Write out exactly the lines of the entries below from the one holding "params![sheet, first_row as" to the one holding "ON CONFLICT(sheet, row, col)", inclusive, and leave out all other lines.

----- GIVEN ENTRIES -----

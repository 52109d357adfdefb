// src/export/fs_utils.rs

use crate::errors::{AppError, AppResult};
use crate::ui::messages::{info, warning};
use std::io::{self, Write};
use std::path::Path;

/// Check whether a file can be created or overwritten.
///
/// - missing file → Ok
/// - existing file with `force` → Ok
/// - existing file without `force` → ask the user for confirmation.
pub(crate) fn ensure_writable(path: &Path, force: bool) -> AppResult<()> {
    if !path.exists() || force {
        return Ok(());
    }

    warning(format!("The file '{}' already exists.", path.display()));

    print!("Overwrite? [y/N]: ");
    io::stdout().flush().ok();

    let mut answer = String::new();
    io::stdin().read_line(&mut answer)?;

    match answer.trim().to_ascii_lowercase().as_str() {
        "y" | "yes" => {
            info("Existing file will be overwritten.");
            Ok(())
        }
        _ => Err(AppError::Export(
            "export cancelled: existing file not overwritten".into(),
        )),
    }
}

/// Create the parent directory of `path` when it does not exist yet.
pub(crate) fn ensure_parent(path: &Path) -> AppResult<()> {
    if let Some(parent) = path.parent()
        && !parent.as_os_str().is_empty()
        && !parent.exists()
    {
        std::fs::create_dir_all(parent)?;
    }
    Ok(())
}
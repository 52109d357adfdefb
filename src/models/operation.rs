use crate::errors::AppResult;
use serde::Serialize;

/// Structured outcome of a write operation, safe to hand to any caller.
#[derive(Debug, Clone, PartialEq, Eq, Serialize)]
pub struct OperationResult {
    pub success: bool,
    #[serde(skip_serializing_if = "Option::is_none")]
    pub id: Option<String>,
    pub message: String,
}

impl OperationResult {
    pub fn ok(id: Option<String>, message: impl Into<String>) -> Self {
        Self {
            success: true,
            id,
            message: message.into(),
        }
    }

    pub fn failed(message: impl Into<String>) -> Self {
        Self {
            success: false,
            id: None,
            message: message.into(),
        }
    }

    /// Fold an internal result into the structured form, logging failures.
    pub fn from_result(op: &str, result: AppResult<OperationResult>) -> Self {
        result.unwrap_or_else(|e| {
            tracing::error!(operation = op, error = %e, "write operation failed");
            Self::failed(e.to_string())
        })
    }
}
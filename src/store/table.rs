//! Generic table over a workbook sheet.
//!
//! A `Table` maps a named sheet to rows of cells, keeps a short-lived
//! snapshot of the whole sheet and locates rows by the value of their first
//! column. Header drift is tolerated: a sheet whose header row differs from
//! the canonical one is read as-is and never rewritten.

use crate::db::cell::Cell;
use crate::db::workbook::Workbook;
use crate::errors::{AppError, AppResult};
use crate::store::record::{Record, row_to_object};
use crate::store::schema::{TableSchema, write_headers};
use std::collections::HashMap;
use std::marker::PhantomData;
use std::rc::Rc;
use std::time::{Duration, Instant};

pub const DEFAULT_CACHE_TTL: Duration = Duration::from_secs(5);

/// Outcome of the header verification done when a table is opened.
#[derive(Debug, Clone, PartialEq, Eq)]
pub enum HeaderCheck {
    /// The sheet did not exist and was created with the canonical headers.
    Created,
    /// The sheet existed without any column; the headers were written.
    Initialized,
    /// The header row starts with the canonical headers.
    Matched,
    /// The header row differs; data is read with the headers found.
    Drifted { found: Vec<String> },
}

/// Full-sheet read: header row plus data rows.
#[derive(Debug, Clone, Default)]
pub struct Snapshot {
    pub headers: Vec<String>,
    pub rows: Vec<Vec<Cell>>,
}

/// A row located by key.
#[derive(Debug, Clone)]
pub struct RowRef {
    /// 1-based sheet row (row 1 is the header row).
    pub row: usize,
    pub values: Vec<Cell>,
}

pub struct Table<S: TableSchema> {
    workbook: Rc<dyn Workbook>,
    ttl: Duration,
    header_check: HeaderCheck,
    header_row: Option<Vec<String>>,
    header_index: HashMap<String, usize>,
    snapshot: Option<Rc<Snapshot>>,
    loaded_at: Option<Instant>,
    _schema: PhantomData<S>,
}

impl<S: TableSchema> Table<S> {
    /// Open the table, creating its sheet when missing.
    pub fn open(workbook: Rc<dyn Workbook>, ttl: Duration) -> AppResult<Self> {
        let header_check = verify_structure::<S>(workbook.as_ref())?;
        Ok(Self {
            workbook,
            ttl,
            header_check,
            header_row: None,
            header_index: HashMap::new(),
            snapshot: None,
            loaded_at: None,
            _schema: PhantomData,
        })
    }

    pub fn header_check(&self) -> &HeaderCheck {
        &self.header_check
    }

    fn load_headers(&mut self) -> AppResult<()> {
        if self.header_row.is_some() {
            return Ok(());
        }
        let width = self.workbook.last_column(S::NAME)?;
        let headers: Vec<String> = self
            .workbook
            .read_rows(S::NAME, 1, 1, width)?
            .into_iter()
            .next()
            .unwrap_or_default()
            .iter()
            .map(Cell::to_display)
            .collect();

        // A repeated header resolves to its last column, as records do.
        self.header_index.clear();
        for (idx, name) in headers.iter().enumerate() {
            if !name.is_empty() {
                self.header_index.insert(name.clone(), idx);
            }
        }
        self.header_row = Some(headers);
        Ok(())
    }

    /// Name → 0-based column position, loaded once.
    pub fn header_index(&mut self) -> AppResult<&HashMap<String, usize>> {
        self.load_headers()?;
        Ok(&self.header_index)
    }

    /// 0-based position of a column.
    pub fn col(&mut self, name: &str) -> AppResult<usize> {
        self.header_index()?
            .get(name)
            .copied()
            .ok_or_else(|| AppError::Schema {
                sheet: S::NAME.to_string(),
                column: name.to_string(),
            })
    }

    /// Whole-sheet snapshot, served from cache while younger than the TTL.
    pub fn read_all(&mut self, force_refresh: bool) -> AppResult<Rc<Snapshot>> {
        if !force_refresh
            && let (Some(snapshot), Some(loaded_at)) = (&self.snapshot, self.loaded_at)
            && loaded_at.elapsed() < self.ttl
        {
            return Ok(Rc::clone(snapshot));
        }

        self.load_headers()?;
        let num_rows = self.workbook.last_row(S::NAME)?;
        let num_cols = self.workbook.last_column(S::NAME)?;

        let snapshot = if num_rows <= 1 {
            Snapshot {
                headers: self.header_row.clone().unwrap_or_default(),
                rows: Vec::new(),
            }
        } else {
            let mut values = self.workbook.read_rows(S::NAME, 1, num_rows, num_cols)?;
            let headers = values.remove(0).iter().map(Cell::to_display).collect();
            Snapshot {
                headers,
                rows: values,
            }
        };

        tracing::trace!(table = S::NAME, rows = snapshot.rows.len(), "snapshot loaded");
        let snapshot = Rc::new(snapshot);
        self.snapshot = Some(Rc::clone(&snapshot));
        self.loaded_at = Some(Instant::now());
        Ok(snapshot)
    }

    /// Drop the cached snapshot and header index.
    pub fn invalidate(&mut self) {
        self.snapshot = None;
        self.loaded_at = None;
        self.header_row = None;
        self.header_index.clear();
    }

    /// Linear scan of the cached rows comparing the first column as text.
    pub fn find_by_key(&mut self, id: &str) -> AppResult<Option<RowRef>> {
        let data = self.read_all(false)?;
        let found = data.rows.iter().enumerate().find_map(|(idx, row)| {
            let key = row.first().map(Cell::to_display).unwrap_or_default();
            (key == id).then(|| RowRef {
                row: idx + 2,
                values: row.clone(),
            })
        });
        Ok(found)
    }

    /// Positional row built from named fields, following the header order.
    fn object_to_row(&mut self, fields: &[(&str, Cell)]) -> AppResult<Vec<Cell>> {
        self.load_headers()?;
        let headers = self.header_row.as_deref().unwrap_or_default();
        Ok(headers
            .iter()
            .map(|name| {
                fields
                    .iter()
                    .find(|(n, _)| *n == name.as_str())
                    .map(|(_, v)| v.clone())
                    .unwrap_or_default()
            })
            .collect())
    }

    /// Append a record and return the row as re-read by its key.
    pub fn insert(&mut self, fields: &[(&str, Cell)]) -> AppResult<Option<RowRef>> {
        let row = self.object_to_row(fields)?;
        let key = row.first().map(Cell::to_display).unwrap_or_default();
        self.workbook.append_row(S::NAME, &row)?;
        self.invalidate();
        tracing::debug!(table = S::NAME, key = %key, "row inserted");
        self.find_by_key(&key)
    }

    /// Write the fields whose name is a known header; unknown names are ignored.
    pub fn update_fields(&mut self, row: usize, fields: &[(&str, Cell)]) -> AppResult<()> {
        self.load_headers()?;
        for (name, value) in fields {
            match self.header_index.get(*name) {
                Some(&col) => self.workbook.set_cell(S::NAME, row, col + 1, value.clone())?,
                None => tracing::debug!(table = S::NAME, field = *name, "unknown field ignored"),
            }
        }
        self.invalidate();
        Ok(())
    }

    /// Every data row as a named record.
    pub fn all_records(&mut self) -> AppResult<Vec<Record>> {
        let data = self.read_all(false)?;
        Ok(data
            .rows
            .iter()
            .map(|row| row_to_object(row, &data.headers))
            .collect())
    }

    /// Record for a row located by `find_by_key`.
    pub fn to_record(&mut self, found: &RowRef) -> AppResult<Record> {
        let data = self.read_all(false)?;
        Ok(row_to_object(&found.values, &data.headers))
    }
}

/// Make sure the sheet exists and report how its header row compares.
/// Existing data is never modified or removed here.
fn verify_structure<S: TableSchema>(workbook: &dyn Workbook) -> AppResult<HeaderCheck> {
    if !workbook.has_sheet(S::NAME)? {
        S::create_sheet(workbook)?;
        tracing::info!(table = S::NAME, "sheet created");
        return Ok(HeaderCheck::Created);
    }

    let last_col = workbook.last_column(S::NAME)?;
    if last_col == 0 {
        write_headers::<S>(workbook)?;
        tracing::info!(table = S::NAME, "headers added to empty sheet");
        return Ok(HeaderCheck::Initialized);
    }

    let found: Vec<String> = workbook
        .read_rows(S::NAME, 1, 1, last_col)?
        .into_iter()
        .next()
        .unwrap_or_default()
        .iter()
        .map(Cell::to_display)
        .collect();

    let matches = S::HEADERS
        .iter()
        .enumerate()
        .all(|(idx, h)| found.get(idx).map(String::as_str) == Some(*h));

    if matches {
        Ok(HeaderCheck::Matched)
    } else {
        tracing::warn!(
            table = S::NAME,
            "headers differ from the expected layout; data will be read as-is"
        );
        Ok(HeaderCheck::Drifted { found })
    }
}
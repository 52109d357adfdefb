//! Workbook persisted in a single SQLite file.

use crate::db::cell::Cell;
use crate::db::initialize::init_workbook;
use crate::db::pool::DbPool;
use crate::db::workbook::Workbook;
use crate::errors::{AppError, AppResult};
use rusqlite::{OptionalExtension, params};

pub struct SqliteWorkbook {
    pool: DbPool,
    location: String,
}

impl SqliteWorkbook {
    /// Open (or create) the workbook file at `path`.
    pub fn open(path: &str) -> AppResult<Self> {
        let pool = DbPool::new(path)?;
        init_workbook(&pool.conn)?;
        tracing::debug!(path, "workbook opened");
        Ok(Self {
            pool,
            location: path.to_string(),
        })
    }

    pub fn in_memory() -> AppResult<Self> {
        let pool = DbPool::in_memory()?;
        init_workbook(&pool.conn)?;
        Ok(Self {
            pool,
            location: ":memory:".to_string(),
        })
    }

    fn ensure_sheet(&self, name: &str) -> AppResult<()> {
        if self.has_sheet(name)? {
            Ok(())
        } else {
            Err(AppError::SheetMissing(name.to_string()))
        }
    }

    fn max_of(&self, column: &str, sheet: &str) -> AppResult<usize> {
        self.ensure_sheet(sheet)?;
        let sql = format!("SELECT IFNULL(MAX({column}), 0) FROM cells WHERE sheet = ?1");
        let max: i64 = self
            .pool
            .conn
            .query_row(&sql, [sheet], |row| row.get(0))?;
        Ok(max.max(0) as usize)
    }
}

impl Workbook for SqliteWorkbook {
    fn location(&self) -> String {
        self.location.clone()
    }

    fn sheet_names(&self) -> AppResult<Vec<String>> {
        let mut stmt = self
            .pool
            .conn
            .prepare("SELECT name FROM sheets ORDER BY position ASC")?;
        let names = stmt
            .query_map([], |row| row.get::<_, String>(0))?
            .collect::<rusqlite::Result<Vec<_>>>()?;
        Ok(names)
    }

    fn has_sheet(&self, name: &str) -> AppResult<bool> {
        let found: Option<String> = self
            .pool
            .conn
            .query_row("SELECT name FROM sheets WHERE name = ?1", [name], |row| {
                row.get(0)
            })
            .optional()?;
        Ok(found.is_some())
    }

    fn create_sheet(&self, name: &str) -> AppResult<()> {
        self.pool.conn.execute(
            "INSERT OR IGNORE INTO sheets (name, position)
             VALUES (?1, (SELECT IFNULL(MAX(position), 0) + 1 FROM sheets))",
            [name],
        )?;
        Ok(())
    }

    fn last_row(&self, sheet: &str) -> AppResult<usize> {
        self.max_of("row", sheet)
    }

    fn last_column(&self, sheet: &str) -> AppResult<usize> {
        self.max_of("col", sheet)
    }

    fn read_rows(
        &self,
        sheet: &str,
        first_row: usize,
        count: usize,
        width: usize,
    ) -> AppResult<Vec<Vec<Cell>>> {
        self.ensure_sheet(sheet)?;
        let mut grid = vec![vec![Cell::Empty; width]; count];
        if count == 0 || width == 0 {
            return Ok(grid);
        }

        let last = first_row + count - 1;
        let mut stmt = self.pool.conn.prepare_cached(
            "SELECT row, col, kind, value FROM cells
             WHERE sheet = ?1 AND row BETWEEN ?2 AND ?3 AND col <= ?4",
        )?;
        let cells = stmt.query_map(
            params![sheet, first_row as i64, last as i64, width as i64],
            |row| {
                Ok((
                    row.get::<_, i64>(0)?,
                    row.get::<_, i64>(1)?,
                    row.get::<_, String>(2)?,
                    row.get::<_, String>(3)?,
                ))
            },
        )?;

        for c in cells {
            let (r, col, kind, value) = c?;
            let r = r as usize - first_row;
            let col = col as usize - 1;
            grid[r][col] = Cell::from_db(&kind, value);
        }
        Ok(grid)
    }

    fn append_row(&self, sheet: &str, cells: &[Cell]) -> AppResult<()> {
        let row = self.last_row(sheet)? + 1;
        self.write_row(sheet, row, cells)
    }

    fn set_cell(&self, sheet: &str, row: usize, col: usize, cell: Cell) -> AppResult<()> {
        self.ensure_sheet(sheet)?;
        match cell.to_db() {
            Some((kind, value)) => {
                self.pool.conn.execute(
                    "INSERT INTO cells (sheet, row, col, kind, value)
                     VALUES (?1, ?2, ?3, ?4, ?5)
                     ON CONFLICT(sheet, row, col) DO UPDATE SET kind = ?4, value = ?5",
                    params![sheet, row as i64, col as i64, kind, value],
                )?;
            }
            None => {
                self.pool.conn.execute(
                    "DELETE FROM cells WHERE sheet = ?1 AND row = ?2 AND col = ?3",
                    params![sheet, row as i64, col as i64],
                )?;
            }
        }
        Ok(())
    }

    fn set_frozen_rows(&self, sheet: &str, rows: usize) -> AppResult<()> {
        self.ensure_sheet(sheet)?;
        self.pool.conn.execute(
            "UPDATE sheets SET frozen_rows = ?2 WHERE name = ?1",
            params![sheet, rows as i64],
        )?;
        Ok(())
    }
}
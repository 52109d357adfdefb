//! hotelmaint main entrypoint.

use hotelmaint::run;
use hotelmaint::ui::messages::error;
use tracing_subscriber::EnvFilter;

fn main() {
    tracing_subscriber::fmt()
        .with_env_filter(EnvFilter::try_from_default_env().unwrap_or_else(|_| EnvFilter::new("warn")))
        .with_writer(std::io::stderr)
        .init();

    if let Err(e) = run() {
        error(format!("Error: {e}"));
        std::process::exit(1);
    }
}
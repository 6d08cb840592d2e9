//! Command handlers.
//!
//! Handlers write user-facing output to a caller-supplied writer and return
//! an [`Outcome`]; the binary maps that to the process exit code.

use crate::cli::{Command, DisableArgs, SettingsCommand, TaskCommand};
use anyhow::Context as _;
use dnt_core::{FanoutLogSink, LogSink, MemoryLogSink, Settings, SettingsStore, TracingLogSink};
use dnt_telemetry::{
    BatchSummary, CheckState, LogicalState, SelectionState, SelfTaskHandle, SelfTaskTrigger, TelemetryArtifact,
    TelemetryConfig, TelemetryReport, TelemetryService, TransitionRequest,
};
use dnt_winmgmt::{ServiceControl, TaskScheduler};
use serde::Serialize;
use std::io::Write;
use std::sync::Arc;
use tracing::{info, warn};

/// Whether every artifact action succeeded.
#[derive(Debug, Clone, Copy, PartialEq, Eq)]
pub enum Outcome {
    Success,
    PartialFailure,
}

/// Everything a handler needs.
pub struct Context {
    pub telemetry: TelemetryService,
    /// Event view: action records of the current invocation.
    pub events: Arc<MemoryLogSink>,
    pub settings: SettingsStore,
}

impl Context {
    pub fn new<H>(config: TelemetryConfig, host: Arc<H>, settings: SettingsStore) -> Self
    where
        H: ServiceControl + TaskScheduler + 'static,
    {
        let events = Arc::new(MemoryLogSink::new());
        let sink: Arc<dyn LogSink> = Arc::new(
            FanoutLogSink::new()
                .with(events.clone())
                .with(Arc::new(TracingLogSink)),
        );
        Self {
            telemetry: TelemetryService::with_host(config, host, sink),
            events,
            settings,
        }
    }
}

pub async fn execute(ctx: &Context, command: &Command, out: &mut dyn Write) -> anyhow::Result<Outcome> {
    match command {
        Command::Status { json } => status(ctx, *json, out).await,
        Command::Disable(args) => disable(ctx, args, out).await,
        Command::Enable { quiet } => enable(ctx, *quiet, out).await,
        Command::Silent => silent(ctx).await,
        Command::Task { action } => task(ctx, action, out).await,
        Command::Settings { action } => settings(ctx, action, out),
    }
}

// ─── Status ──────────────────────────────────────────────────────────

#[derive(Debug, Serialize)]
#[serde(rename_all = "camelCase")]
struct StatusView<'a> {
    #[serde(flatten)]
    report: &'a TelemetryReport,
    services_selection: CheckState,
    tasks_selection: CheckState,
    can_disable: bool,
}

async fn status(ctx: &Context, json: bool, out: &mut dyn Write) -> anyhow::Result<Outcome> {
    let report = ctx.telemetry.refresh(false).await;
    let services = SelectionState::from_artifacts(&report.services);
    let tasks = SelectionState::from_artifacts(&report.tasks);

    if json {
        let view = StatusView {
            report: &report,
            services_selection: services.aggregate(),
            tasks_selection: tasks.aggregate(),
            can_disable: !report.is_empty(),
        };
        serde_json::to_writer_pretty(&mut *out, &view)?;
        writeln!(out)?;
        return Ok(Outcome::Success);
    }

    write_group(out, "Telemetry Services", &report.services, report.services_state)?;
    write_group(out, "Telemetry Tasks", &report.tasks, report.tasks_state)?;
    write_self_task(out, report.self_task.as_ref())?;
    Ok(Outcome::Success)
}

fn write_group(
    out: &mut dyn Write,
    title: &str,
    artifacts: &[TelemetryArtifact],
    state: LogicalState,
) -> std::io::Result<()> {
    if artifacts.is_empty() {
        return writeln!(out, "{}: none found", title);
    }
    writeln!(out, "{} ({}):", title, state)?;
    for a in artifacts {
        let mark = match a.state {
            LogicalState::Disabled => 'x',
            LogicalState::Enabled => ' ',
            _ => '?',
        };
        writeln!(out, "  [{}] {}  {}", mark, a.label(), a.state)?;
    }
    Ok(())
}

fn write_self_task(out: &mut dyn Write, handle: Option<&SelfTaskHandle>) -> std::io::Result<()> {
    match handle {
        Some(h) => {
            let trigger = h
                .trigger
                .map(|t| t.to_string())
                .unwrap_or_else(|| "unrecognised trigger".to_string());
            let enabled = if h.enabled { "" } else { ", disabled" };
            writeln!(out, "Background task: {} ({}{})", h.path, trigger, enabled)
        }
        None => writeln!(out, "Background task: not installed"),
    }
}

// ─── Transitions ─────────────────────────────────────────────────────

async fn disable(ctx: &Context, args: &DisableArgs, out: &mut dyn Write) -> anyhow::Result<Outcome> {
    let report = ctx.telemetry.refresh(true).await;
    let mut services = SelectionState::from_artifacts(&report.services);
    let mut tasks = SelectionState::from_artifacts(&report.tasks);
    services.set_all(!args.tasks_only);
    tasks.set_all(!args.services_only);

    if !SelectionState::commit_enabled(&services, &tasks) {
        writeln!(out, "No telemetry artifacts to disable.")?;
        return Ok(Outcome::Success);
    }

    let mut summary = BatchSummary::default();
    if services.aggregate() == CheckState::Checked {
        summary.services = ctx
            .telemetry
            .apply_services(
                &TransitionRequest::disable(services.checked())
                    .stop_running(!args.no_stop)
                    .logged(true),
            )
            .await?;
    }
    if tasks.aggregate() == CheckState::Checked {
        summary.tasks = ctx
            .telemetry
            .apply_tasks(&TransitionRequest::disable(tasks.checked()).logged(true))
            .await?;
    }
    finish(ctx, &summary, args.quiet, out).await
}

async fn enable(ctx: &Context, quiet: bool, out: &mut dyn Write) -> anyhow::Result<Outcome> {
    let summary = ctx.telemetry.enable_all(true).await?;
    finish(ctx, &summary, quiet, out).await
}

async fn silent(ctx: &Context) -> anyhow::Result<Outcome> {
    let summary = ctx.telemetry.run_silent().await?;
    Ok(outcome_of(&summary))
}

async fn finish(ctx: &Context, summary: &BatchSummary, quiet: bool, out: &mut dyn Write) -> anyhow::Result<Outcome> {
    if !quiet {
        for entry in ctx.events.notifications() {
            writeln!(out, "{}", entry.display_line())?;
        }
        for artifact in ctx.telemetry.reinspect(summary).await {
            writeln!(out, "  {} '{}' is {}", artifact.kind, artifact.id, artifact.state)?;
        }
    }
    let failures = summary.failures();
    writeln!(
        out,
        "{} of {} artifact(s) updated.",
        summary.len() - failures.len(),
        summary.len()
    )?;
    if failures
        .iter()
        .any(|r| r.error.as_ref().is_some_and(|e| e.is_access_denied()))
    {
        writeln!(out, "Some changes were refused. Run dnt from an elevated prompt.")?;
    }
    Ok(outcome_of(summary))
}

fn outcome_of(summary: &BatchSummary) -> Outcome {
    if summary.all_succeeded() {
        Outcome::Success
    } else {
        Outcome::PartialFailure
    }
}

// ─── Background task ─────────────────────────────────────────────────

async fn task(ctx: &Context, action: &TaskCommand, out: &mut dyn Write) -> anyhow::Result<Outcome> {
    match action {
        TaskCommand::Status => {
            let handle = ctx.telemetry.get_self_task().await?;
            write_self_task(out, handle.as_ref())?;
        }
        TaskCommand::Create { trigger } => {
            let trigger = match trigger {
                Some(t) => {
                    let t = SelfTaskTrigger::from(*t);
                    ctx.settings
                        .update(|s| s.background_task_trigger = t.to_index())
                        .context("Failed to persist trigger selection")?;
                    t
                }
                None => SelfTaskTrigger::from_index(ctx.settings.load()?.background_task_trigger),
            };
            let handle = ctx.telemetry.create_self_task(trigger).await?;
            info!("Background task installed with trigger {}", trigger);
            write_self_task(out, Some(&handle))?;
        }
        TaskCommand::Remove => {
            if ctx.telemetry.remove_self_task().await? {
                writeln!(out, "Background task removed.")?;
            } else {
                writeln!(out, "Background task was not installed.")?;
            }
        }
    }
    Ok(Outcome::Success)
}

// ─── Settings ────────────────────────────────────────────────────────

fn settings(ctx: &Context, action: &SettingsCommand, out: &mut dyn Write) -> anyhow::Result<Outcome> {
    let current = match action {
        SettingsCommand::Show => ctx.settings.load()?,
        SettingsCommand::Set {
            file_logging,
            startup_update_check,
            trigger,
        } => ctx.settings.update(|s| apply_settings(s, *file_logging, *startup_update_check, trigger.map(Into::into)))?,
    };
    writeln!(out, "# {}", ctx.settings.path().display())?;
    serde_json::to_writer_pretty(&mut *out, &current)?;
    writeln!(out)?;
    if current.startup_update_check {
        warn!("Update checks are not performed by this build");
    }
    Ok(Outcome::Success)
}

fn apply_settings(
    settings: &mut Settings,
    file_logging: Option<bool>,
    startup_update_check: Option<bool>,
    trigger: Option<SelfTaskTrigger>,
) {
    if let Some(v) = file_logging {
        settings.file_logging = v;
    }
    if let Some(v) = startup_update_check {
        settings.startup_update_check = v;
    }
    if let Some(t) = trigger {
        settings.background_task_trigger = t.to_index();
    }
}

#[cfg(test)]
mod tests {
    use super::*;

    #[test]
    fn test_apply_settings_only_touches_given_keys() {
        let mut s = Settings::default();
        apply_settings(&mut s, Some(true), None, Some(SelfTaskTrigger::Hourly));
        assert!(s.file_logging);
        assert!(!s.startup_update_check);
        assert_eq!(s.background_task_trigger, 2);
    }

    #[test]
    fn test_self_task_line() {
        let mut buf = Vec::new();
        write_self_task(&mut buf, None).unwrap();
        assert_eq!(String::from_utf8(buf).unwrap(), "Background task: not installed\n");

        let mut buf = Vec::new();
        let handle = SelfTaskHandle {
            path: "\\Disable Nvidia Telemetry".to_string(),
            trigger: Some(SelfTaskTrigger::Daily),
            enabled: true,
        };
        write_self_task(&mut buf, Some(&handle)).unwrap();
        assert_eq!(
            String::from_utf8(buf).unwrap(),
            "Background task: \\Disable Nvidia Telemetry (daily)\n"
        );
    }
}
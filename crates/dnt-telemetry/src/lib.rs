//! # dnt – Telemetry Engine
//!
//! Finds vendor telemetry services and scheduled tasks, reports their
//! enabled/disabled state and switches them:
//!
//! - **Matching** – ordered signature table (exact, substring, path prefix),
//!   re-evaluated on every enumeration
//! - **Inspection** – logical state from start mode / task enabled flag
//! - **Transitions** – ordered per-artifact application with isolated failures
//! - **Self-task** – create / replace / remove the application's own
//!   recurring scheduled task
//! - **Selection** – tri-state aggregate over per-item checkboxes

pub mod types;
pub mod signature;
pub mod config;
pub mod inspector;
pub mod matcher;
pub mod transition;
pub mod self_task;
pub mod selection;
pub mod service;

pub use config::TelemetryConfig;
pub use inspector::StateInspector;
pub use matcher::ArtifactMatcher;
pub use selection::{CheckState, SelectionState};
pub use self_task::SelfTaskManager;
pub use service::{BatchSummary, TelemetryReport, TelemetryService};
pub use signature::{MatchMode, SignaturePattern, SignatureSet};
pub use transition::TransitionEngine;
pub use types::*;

-----

**TASK OUTPUT:**
            params![sheet, first_row as i64, last as i64, width as i64],
            |row| {
                Ok((
                    row.get::<_, i64>(0)?,
                    row.get::<_, i64>(1)?,
                    row.get::<_, String>(2)?,
                    row.get::<_, String>(3)?,
                ))
            },
        )?;

        for c in cells {
            let (r, col, kind, value) = c?;
            let r = r as usize - first_row;
            let col = col as usize - 1;
            grid[r][col] = Cell::from_db(&kind, value);
        }
        Ok(grid)
    }

    fn append_row(&self, sheet: &str, cells: &[Cell]) -> AppResult<()> {
        let row = self.last_row(sheet)? + 1;
        self.write_row(sheet, row, cells)
    }

    fn set_cell(&self, sheet: &str, row: usize, col: usize, cell: Cell) -> AppResult<()> {
        self.ensure_sheet(sheet)?;
        match cell.to_db() {
            Some((kind, value)) => {
                self.pool.conn.execute(
                    "INSERT INTO cells (sheet, row, col, kind, value)
                     VALUES (?1, ?2, ?3, ?4, ?5)
                     ON CONFLICT(sheet, row, col) DO UPDATE SET kind = ?4, value = ?5",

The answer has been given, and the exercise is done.